_Aim of the exercise_: Search through the entries for the word "observe" and copy every line that has it.

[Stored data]
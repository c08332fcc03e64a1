// Service metrics.
//
// Counters, gauges and a duration histogram for:
// - Submissions and their classified outcomes
// - Runtime invocations (zero for anything the validator blocked)
// - Resource limit violations (wall clock, memory, output)
// - Host-side service faults
// - HTTP requests by status class

use std::fmt::Write as _;
use std::sync::atomic::{AtomicU64, Ordering};
use std::sync::Arc;
use std::time::Duration;

use crate::config::types::OutcomeKind;

/// Counter metric (monotonically increasing)
#[derive(Debug, Default)]
pub struct Counter {
    value: AtomicU64,
}

impl Counter {
    pub fn new() -> Self {
        Self::default()
    }

    pub fn inc(&self) {
        self.value.fetch_add(1, Ordering::Relaxed);
    }

    pub fn add(&self, delta: u64) {
        self.value.fetch_add(delta, Ordering::Relaxed);
    }

    pub fn get(&self) -> u64 {
        self.value.load(Ordering::Relaxed)
    }
}

/// Gauge metric (can go up or down)
#[derive(Debug, Default)]
pub struct Gauge {
    value: AtomicU64,
}

impl Gauge {
    pub fn new() -> Self {
        Self::default()
    }

    pub fn inc(&self) {
        self.value.fetch_add(1, Ordering::Relaxed);
    }

    pub fn dec(&self) {
        // Never wraps below zero, even if a decrement races ahead.
        let _ = self
            .value
            .fetch_update(Ordering::Relaxed, Ordering::Relaxed, |v| Some(v.saturating_sub(1)));
    }

    pub fn get(&self) -> u64 {
        self.value.load(Ordering::Relaxed)
    }
}

/// Holds a gauge up for as long as it lives
pub struct GaugeGuard<'a> {
    gauge: &'a Gauge,
}

impl<'a> GaugeGuard<'a> {
    pub fn new(gauge: &'a Gauge) -> Self {
        gauge.inc();
        Self { gauge }
    }
}

impl Drop for GaugeGuard<'_> {
    fn drop(&mut self) {
        self.gauge.dec();
    }
}

#[derive(Debug)]
pub struct HistogramBucket {
    pub le: f64, // upper bound in seconds
    pub count: AtomicU64,
}

#[derive(Debug)]
pub struct Histogram {
    buckets: Vec<HistogramBucket>,
    sum: AtomicU64, // microseconds
    count: AtomicU64,
}

impl Histogram {
    /// Buckets sized for snippet runs: most finish in milliseconds, the slow
    /// tail sits at the wall-clock ceiling.
    pub fn new_latency() -> Self {
        let bounds = [
            0.0005, 0.001, 0.005, 0.01, 0.025, 0.05, 0.1, 0.25, 0.5, 1.0, 2.5, 5.0,
        ];
        Self {
            buckets: bounds
                .iter()
                .map(|&le| HistogramBucket {
                    le,
                    count: AtomicU64::new(0),
                })
                .collect(),
            sum: AtomicU64::new(0),
            count: AtomicU64::new(0),
        }
    }

    pub fn observe(&self, value: Duration) {
        let seconds = value.as_secs_f64();
        self.sum
            .fetch_add(value.as_micros() as u64, Ordering::Relaxed);
        self.count.fetch_add(1, Ordering::Relaxed);
        for bucket in &self.buckets {
            if seconds <= bucket.le {
                bucket.count.fetch_add(1, Ordering::Relaxed);
            }
        }
    }

    pub fn get_count(&self) -> u64 {
        self.count.load(Ordering::Relaxed)
    }

    pub fn get_sum_micros(&self) -> u64 {
        self.sum.load(Ordering::Relaxed)
    }

    pub fn get_bucket_count(&self, le: f64) -> u64 {
        self.buckets
            .iter()
            .find(|b| (b.le - le).abs() < 1e-9)
            .map(|b| b.count.load(Ordering::Relaxed))
            .unwrap_or(0)
    }
}

#[derive(Debug)]
pub struct MetricsRegistry {
    pub submissions_total: Counter,

    pub outcomes_success: Counter,
    pub outcomes_blocked: Counter,
    pub outcomes_runtime_fault: Counter,
    pub outcomes_resource_exceeded: Counter,

    pub runtime_invocations: Counter,
    pub service_faults: Counter,

    pub limit_violations_wall: Counter,
    pub limit_violations_memory: Counter,
    pub limit_violations_output: Counter,

    pub http_requests_2xx: Counter,
    pub http_requests_4xx: Counter,
    pub http_requests_5xx: Counter,

    pub active_executions: Gauge,

    pub execution_duration: Histogram,
}

impl MetricsRegistry {
    pub fn new() -> Self {
        Self {
            submissions_total: Counter::new(),
            outcomes_success: Counter::new(),
            outcomes_blocked: Counter::new(),
            outcomes_runtime_fault: Counter::new(),
            outcomes_resource_exceeded: Counter::new(),
            runtime_invocations: Counter::new(),
            service_faults: Counter::new(),
            limit_violations_wall: Counter::new(),
            limit_violations_memory: Counter::new(),
            limit_violations_output: Counter::new(),
            http_requests_2xx: Counter::new(),
            http_requests_4xx: Counter::new(),
            http_requests_5xx: Counter::new(),
            active_executions: Gauge::new(),
            execution_duration: Histogram::new_latency(),
        }
    }

    pub fn outcome_counter(&self, kind: OutcomeKind) -> &Counter {
        match kind {
            OutcomeKind::Success => &self.outcomes_success,
            OutcomeKind::Blocked => &self.outcomes_blocked,
            OutcomeKind::RuntimeFault => &self.outcomes_runtime_fault,
            OutcomeKind::ResourceExceeded => &self.outcomes_resource_exceeded,
        }
    }

    pub fn record_outcome(&self, kind: OutcomeKind) {
        self.outcome_counter(kind).inc();
    }

    pub fn record_http_status(&self, status: u16) {
        match status {
            200..=399 => self.http_requests_2xx.inc(),
            400..=499 => self.http_requests_4xx.inc(),
            _ => self.http_requests_5xx.inc(),
        }
    }

    /// Export metrics in Prometheus text format
    pub fn export_prometheus(&self) -> String {
        let mut out = String::new();

        metric_header(&mut out, "learnbox_submissions_total", "Submissions received", "counter");
        let _ = writeln!(out, "learnbox_submissions_total {}", self.submissions_total.get());

        metric_header(&mut out, "learnbox_outcomes_total", "Classified outcomes by kind", "counter");
        for kind in OutcomeKind::ALL {
            let _ = writeln!(
                out,
                "learnbox_outcomes_total{{kind=\"{}\"}} {}",
                kind,
                self.outcome_counter(kind).get()
            );
        }

        metric_header(
            &mut out,
            "learnbox_runtime_invocations_total",
            "Submissions handed to an execution backend",
            "counter",
        );
        let _ = writeln!(
            out,
            "learnbox_runtime_invocations_total {}",
            self.runtime_invocations.get()
        );

        metric_header(&mut out, "learnbox_limit_violations_total", "Resource limit violations", "counter");
        for (limit, counter) in [
            ("wall_clock", &self.limit_violations_wall),
            ("memory", &self.limit_violations_memory),
            ("output", &self.limit_violations_output),
        ] {
            let _ = writeln!(
                out,
                "learnbox_limit_violations_total{{limit=\"{}\"}} {}",
                limit,
                counter.get()
            );
        }

        metric_header(&mut out, "learnbox_service_faults_total", "Host-side failures", "counter");
        let _ = writeln!(out, "learnbox_service_faults_total {}", self.service_faults.get());

        metric_header(&mut out, "learnbox_http_requests_total", "HTTP responses by status class", "counter");
        for (class, counter) in [
            ("2xx", &self.http_requests_2xx),
            ("4xx", &self.http_requests_4xx),
            ("5xx", &self.http_requests_5xx),
        ] {
            let _ = writeln!(
                out,
                "learnbox_http_requests_total{{class=\"{}\"}} {}",
                class,
                counter.get()
            );
        }

        metric_header(&mut out, "learnbox_active_executions", "Executions in progress", "gauge");
        let _ = writeln!(out, "learnbox_active_executions {}", self.active_executions.get());

        metric_header(
            &mut out,
            "learnbox_execution_duration_seconds",
            "Time spent in the execution backend",
            "histogram",
        );
        for bucket in &self.execution_duration.buckets {
            let _ = writeln!(
                out,
                "learnbox_execution_duration_seconds_bucket{{le=\"{}\"}} {}",
                bucket.le,
                bucket.count.load(Ordering::Relaxed)
            );
        }
        let _ = writeln!(
            out,
            "learnbox_execution_duration_seconds_bucket{{le=\"+Inf\"}} {}",
            self.execution_duration.get_count()
        );
        let _ = writeln!(
            out,
            "learnbox_execution_duration_seconds_sum {}",
            self.execution_duration.get_sum_micros() as f64 / 1_000_000.0
        );
        let _ = writeln!(
            out,
            "learnbox_execution_duration_seconds_count {}",
            self.execution_duration.get_count()
        );

        out
    }
}

fn metric_header(out: &mut String, name: &str, help: &str, kind: &str) {
    let _ = writeln!(out, "# HELP {} {}", name, help);
    let _ = writeln!(out, "# TYPE {} {}", name, kind);
}

impl Default for MetricsRegistry {
    fn default() -> Self {
        Self::new()
    }
}

static METRICS: once_cell::sync::Lazy<Arc<MetricsRegistry>> =
    once_cell::sync::Lazy::new(|| Arc::new(MetricsRegistry::new()));

/// Process-wide registry used by the server
pub fn get_metrics() -> Arc<MetricsRegistry> {
    Arc::clone(&METRICS)
}

#[cfg(test)]
mod tests {
    use super::*;

    #[test]
    fn test_counter_and_gauge() {
        let counter = Counter::new();
        counter.inc();
        counter.add(4);
        assert_eq!(counter.get(), 5);

        let gauge = Gauge::new();
        gauge.dec();
        assert_eq!(gauge.get(), 0);
        {
            let _a = GaugeGuard::new(&gauge);
            let _b = GaugeGuard::new(&gauge);
            assert_eq!(gauge.get(), 2);
        }
        assert_eq!(gauge.get(), 0);
    }

    #[test]
    fn test_histogram_buckets_are_cumulative() {
        let histogram = Histogram::new_latency();
        histogram.observe(Duration::from_millis(3));
        histogram.observe(Duration::from_millis(80));
        histogram.observe(Duration::from_secs(2));

        assert_eq!(histogram.get_count(), 3);
        assert_eq!(histogram.get_bucket_count(0.005), 1);
        assert_eq!(histogram.get_bucket_count(0.1), 2);
        assert_eq!(histogram.get_bucket_count(2.5), 3);
        assert_eq!(histogram.get_bucket_count(0.0005), 0);
    }

    #[test]
    fn test_outcome_and_status_recording() {
        let metrics = MetricsRegistry::new();
        metrics.record_outcome(OutcomeKind::Success);
        metrics.record_outcome(OutcomeKind::Blocked);
        metrics.record_outcome(OutcomeKind::Blocked);
        metrics.record_http_status(200);
        metrics.record_http_status(404);
        metrics.record_http_status(500);

        assert_eq!(metrics.outcomes_success.get(), 1);
        assert_eq!(metrics.outcomes_blocked.get(), 2);
        assert_eq!(metrics.outcomes_runtime_fault.get(), 0);
        assert_eq!(metrics.http_requests_2xx.get(), 1);
        assert_eq!(metrics.http_requests_4xx.get(), 1);
        assert_eq!(metrics.http_requests_5xx.get(), 1);
    }

    #[test]
    fn test_prometheus_export() {
        let metrics = MetricsRegistry::new();
        metrics.submissions_total.add(2);
        metrics.record_outcome(OutcomeKind::ResourceExceeded);
        metrics.limit_violations_wall.inc();
        metrics.execution_duration.observe(Duration::from_millis(1));

        let text = metrics.export_prometheus();
        assert!(text.contains("learnbox_submissions_total 2"));
        assert!(text.contains("learnbox_outcomes_total{kind=\"resource_exceeded\"} 1"));
        assert!(text.contains("learnbox_outcomes_total{kind=\"success\"} 0"));
        assert!(text.contains("learnbox_limit_violations_total{limit=\"wall_clock\"} 1"));
        assert!(text.contains("learnbox_execution_duration_seconds_count 1"));
        assert!(text.contains("# TYPE learnbox_active_executions gauge"));
    }

    #[test]
    fn test_global_metrics() {
        assert!(Arc::ptr_eq(&get_metrics(), &get_metrics()));
    }
}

_Exercise output_:
    pub fn observe(&self, value: Duration) {
        histogram.observe(Duration::from_millis(3));
        histogram.observe(Duration::from_millis(80));
        histogram.observe(Duration::from_secs(2));
        metrics.execution_duration.observe(Duration::from_millis(1));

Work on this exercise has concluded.